Security companies have started updating their products with more
sophisticated techniques aimed at getting inside the encrypted attachments in
which the Bagle worm has spread.
Recent versions of the Bagle worm have bypassed corporate
gateway security measures because they are distributed in password-protected Zip
files, which are next to impossible for antivirus programs to scan.

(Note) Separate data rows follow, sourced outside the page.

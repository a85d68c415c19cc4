//! Logging helpers
//!
//! Subscriber setup plus the banner and summary lines both stages print.
use tracing::info;
use tracing_subscriber::EnvFilter;

/// Install the global tracing subscriber. `RUST_LOG` overrides the default
/// `info` level. Safe to call more than once.
pub fn init() {
    let filter = EnvFilter::try_from_default_env().unwrap_or_else(|_| EnvFilter::new("info"));
    let _ = tracing_subscriber::fmt()
        .with_env_filter(filter)
        .with_target(false)
        .try_init();
}

/// Log the stage start banner
///
/// # Arguments
/// - `stage`: stage name shown in the banner
pub fn log_startup(stage: &str) {
    info!("{}", "=".repeat(60));
    info!("🚀 {} started - {}", stage, chrono::Local::now().format("%Y-%m-%d %H:%M:%S"));
    info!("{}", "=".repeat(60));
}

/// Log the section header for a single branch / file
pub fn log_item_start(label: &str, index: usize, total: usize) {
    info!("\n{}", "─".repeat(60));
    info!("📦 {} ({}/{})", label, index, total);
}

/// Print the closing statistics block
///
/// # Arguments
/// - `stage`: stage name
/// - `lines`: `(label, count)` pairs printed in order
pub fn print_final_stats(stage: &str, lines: &[(&str, usize)]) {
    info!("\n{}", "=".repeat(60));
    info!("📊 {} finished", stage);
    info!(
        "Finished at: {}",
        chrono::Local::now().format("%Y-%m-%d %H:%M:%S")
    );
    info!("{}", "=".repeat(60));
    for (label, count) in lines {
        info!("{}: {}", label, count);
    }
    info!("{}", "=".repeat(60));
}

/// Truncate long text for log output
pub fn truncate_text(text: &str, max_len: usize) -> String {
    if text.chars().count() > max_len {
        text.chars().take(max_len).collect::<String>() + "..."
    } else {
        text.to_string()
    }
}
//! Automatic door controller
//!
//! Drives a stepper-motor door from two presence sensors, keeps the room
//! occupancy count, switches the light relay and reports each entry to the
//! collector. Runs on a Raspberry Pi (sysfs GPIO) or fully simulated.
//!
//! Module structure:
//! - `domain/` - Door, detection and passage types
//! - `io/` - GPIO backends, hardware errors, telemetry client
//! - `services/` - Stepper, door motion, occupancy, detector, report worker
//! - `infra/` - Config, Metrics

use anyhow::Context;
use auto_door::infra::{Config, GpioBackend, Metrics};
use auto_door::io::{CountReporter, DoorPins, LogOnlyReporter, SimTaps, TelemetryReporter};
use auto_door::services::{create_report_worker, DoorController, ReportSender};
use clap::Parser;
use embedded_hal::digital::{InputPin, OutputPin};
use std::sync::Arc;
use std::time::Duration;
use tokio::io::{AsyncBufReadExt, BufReader};
use tokio::sync::watch;
use tokio::task::JoinHandle;
use tracing::{error, info, warn};
use tracing_subscriber::fmt::time::UtcTime;
use tracing_subscriber::EnvFilter;

/// Sensor pulse length for stdin commands without an explicit duration
const SIM_PULSE_MS: u64 = 300;

/// Automatic door controller
#[derive(Parser, Debug)]
#[command(name = "auto-door", version, about)]
struct Args {
    /// Path to TOML configuration file (default: $CONFIG_FILE or config/dev.toml)
    #[arg(short, long)]
    config: Option<String>,

    /// Override the GPIO backend from the config file
    #[arg(long, value_enum)]
    backend: Option<BackendArg>,

    /// Emit logs as JSON lines
    #[arg(long)]
    log_json: bool,
}

#[derive(clap::ValueEnum, Clone, Copy, Debug)]
enum BackendArg {
    Sysfs,
    Simulated,
}

impl From<BackendArg> for GpioBackend {
    fn from(arg: BackendArg) -> Self {
        match arg {
            BackendArg::Sysfs => GpioBackend::Sysfs,
            BackendArg::Simulated => GpioBackend::Simulated,
        }
    }
}

#[tokio::main(flavor = "current_thread")]
async fn main() -> anyhow::Result<()> {
    let args = Args::parse();

    // Initialize structured logging with configurable level via RUST_LOG env var
    // Default: INFO, use RUST_LOG=trace for per-step motor activity
    let filter = EnvFilter::try_from_default_env().unwrap_or_else(|_| EnvFilter::new("info"));
    let subscriber = tracing_subscriber::fmt()
        .with_env_filter(filter)
        .with_timer(UtcTime::rfc_3339())
        .with_target(false);
    if args.log_json {
        subscriber.json().init();
    } else {
        subscriber.init();
    }

    info!("auto-door starting");

    let config_path = args.config.clone().unwrap_or_else(Config::resolve_config_path);
    let mut config = Config::load_from_path(&config_path);
    if let Some(backend) = args.backend {
        config = config.with_gpio_backend(backend.into());
    }

    info!(
        config_file = %config.config_file(),
        site = %config.site_id(),
        backend = %config.gpio_backend().as_str(),
        outer_sensor = %config.outer_sensor_pin(),
        inner_sensor = %config.inner_sensor_pin(),
        motor = ?config.motor_pins(),
        relay = %config.relay_pin(),
        rotation_speed = %config.rotation_speed(),
        step_interval_us = %config.step_interval().as_micros(),
        confirmation_window_ms = %config.confirmation_window_ms(),
        cooldown_ms = %config.cooldown_ms(),
        telemetry_enabled = %config.telemetry_enabled(),
        collector_url = %config.collector_url(),
        "config_loaded"
    );

    let metrics = Arc::new(Metrics::new());

    // Telemetry worker keeps network I/O off the detection loop
    let (reports, worker_handle) = if config.telemetry_enabled() {
        spawn_report_worker(Arc::new(TelemetryReporter::new(&config)), &config, &metrics)
    } else {
        spawn_report_worker(Arc::new(LogOnlyReporter), &config, &metrics)
    };

    // Periodic metrics summary
    let metrics_clone = metrics.clone();
    let metrics_interval = config.metrics_interval_secs();
    tokio::spawn(async move {
        let mut interval = tokio::time::interval(Duration::from_secs(metrics_interval));
        // First tick fires immediately
        interval.tick().await;
        loop {
            interval.tick().await;
            metrics_clone.report().log();
        }
    });

    // Create shutdown signal, flipped on Ctrl+C
    let (shutdown_tx, shutdown_rx) = watch::channel(false);
    tokio::spawn(async move {
        tokio::signal::ctrl_c().await.ok();
        info!("shutdown_signal_received");
        let _ = shutdown_tx.send(true);
    });

    let result = match config.gpio_backend() {
        GpioBackend::Sysfs => {
            let pins = DoorPins::open_sysfs(&config).context("failed to open gpio lines")?;
            run_controller(pins, &config, reports, metrics.clone(), shutdown_rx).await
        }
        GpioBackend::Simulated => {
            let (pins, taps) = DoorPins::simulated();
            spawn_stdin_sensors(taps);
            info!("simulated_gpio_ready: type `outer` or `inner` (optionally with a pulse length in ms)");
            run_controller(pins, &config, reports, metrics.clone(), shutdown_rx).await
        }
    };

    // Controller (and its report sender) is gone: let the worker flush
    let flush_timeout = Duration::from_millis(config.telemetry_timeout_ms() * 2);
    if tokio::time::timeout(flush_timeout, worker_handle).await.is_err() {
        warn!("report_worker_flush_timeout");
    }

    metrics.report().log();

    match result {
        Ok(()) => {
            info!("auto-door shutdown complete");
            // The stdin reader sits in a blocking read that would hold up runtime teardown
            if config.gpio_backend() == GpioBackend::Simulated {
                std::process::exit(0);
            }
            Ok(())
        }
        Err(e) => {
            error!(error = %e, "auto-door stopped on hardware failure");
            Err(e).context("hardware failure")
        }
    }
}

/// Spawn the telemetry worker for `reporter`
fn spawn_report_worker<R: CountReporter + 'static>(
    reporter: Arc<R>,
    config: &Config,
    metrics: &Arc<Metrics>,
) -> (ReportSender, JoinHandle<()>) {
    let (sender, worker) =
        create_report_worker(reporter, metrics.clone(), config.telemetry_queue_size());
    let handle = tokio::spawn(worker.run());
    (sender, handle)
}

/// Initialize the outputs and run the detection loop until shutdown
async fn run_controller<I: InputPin, O: OutputPin>(
    pins: DoorPins<I, O>,
    config: &Config,
    reports: ReportSender,
    metrics: Arc<Metrics>,
    shutdown: watch::Receiver<bool>,
) -> Result<(), auto_door::io::HardwareError> {
    let mut controller = DoorController::new(pins, config, reports, metrics);

    if let Err(e) = controller.initialize().await {
        error!(error = %e, "controller_init_failed");
        controller.shutdown();
        return Err(e);
    }

    controller.run(shutdown).await
}

/// Pulse simulated sensors from stdin lines: `outer [ms]` / `inner [ms]`
fn spawn_stdin_sensors(taps: SimTaps) {
    tokio::spawn(async move {
        let mut lines = BufReader::new(tokio::io::stdin()).lines();
        while let Ok(Some(line)) = lines.next_line().await {
            let mut parts = line.split_whitespace();
            let (name, sensor) = match parts.next() {
                Some("outer") => ("outer", &taps.outer_sensor),
                Some("inner") => ("inner", &taps.inner_sensor),
                Some("status") => {
                    info!(
                        light_on = %taps.light_on(),
                        energized_coils = %taps.energized_coils(),
                        "sim_status"
                    );
                    continue;
                }
                Some(other) => {
                    warn!(command = %other, "sim_unknown_command");
                    continue;
                }
                None => continue,
            };

            let duration_ms = parts.next().and_then(|ms| ms.parse().ok()).unwrap_or(SIM_PULSE_MS);
            sensor.pulse(Duration::from_millis(duration_ms));
            info!(sensor = %name, duration_ms = %duration_ms, "sim_sensor_pulsed");
        }
    });
}
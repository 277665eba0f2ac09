//! Occupancy counter and the light relay
//!
//! The only writer of the relay line. The relay is active low: the light is
//! on (line low) whenever at least one person is inside.

use crate::infra::metrics::Metrics;
use crate::io::hardware::{HardwareError, RetryPolicy};
use embedded_hal::digital::{OutputPin, PinState};
use std::sync::Arc;
use tracing::info;

const RELAY_LINE: &str = "relay";

/// Relay line level for a given occupancy
#[inline]
pub fn relay_level(count: u32) -> PinState {
    if count >= 1 {
        PinState::Low
    } else {
        PinState::High
    }
}

pub struct Occupancy<O> {
    count: u32,
    relay: O,
    retry: RetryPolicy,
    metrics: Arc<Metrics>,
}

impl<O: OutputPin> Occupancy<O> {
    pub fn new(relay: O, retry: RetryPolicy, metrics: Arc<Metrics>) -> Self {
        Self { count: 0, relay, retry, metrics }
    }

    pub fn count(&self) -> u32 {
        self.count
    }

    pub fn light_on(&self) -> bool {
        relay_level(self.count) == PinState::Low
    }

    /// One more person inside
    pub async fn increment(&mut self) -> Result<u32, HardwareError> {
        self.count = self.count.saturating_add(1);
        self.apply_relay().await?;
        Ok(self.count)
    }

    /// One person left; floors at zero
    pub async fn decrement(&mut self) -> Result<u32, HardwareError> {
        self.count = self.count.saturating_sub(1);
        self.apply_relay().await?;
        Ok(self.count)
    }

    /// Drive the relay line from the current count
    pub async fn apply_relay(&mut self) -> Result<(), HardwareError> {
        let level = relay_level(self.count);
        let relay = &mut self.relay;
        self.retry
            .run(RELAY_LINE, &self.metrics, || {
                relay.set_state(level).map_err(|e| HardwareError::write(RELAY_LINE, e))
            })
            .await?;
        self.metrics.set_occupancy(self.count);
        info!(occupancy = %self.count, light = %(level == PinState::Low), "relay_applied");
        Ok(())
    }

    /// Switch the light off without touching the count (shutdown path)
    pub fn switch_off_now(&mut self) -> Result<(), HardwareError> {
        self.relay.set_high().map_err(|e| HardwareError::write(RELAY_LINE, e))
    }
}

E-mails
infected with the Bagle worm, however, contain the password required for opening
the Zip file.
On Wednesday, antivirus vendors BitDefender
Labs both launched updates enabling their software to open any encrypted
attachments using the password contained in the e-mail text. Once the file is
decrypted, it is treated as an executable file and scanned normally.
Eugene Kaspersky, head of antivirus research at Kaspersky Labs, said: "This
new technology protects users from a new generation of worms, specifically worms
that hide in password-protected Zip files. Five worms using this technique
appeared within only four days--a new trend has been set in the computer
underground," he said.
Viorel Canja, head of BitDefender Labs, said in a statement: "We have
developed an engine tasked with finding the Zip password in the e-mail text.
Most (antivirus) products could only offer protection after the archive is
extracted; that could be a little too late for inexperienced users," he
Network Box, a security appliance vendor that licenses Kaspersky's antivirus
software, has updated its gateway product to include complete protection against
Bagle--a first, according to the company.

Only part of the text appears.